Semi-supervised synthesis is a technique that can automatically synthesize high-quality program transformation rules. Different from traditional techniques that synthesis rule from concrete edits that are instances of the general transformation, our approach also exploits access to additional inputs (program subtrees) that are marked as positive or negative depending on whether the transformation applies on those inputs. This feature enables us to be vastly more effective in successfully predicting edits with significantly lesser amounts of past edit data.

FixMorph is a technique that performs automated patch backporting in Linux. The Linux Kernel developers often fix Kernel bugs by introducing a patch into the mainline version of the Linux kernel source tree. However, the patch should also be “backported” to one or more of these older kernel versions. FixMorph synthesizes a transformation rule according to the patch from the mainline version and automatically backports the patch to old stable versions by applying the learned rules.

Software Engineering for Artificial Intelligence (SE4AI)

Due to poor interpretability, large number of parameters, huge data requirements, and poor reliability, AI model, as the core of intelligent software systems, suffers from poor reusability, high testing overhead, and high security risks in development, testing, and deployment. AI models are considered as "Software 2.0". We target the above problems from the perspective of software engineering. we aim to apply software engineering techniques/notions to AI model engineering to improve the models' usability and robustness.

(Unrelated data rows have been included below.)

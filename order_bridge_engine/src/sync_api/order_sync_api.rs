use log::*;

use crate::{
    db_types::{ConnectorConfig, FinancialStatus, Order, OrderId, OrderState},
    sync_types::{CancelOutcome, NewOrderPayload, UpsertOutcome},
    traits::{OrderLedgerDatabase, OrderLedgerError},
};

/// The order-sync workflow over a ledger backend.
#[derive(Clone)]
pub struct OrderSyncApi<B> {
    db: B,
}

impl<B> OrderSyncApi<B>
where B: OrderLedgerDatabase
{
    pub fn new(db: B) -> Self {
        Self { db }
    }

    pub fn db(&self) -> &B {
        &self.db
    }

    /// Creates or reconciles the ledger order for the payload.
    ///
    /// When the connector has auto-confirm enabled and the store reports the order as paid, a
    /// freshly created draft is confirmed as a follow-up step. A confirmation failure is logged
    /// and swallowed; the committed order must never be lost because a workflow nicety failed.
    pub async fn process_order(
        &self,
        connector: &ConnectorConfig,
        payload: &NewOrderPayload,
    ) -> Result<(Order, UpsertOutcome), OrderLedgerError> {
        let (order, outcome) = self.db.upsert_order(connector, payload).await?;
        debug!("🔄️ Order [{}] processed: {outcome:?}", order.shopify_order_id);
        let should_confirm = connector.auto_confirm_paid_orders &&
            payload.financial_status == FinancialStatus::Paid &&
            order.state == OrderState::Draft;
        if !should_confirm {
            return Ok((order, outcome));
        }
        match self.db.confirm_order(order.id).await {
            Ok(order) => Ok((order, outcome)),
            Err(e) => {
                warn!("🔄️ Could not auto-confirm paid order [{}]: {e}", order.shopify_order_id);
                Ok((order, outcome))
            },
        }
    }

    /// Cancels the ledger order for the given upstream id.
    pub async fn cancel_order(&self, order_id: &OrderId) -> Result<CancelOutcome, OrderLedgerError> {
        self.db.cancel_order(order_id).await
    }

    pub async fn fetch_order(&self, order_id: &OrderId) -> Result<Option<Order>, OrderLedgerError> {
        self.db.fetch_order_by_shopify_id(order_id).await
    }
}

CNNSpliter & SeaM are techniques that re-engineer a trained DNN model to improve its reusability and security. Specifically, given a target problem and a trained model, CNNSpliter/SeaM searches for the model’s weights that are relevant to the target problem. The re-engineered model that only retains the relevant weights is then reused to solve the target problem, which could reduce the reuse overhead and vulnerability inheritance rate.

Sensei is a technique that re-purposes software testing methods, specifically mutation-based fuzzing, to augment the training data of DNNs, with the objective of enhancing their robustness. Sensei casts the DNN data augmentation problem as an optimization problem. It uses genetic search to generate the most suitable variant of input data to use for training the DNN. Sensei improves the robust accuracy of the DNN, compared to the state of the art, by up to 11.9% and 5.5% on average.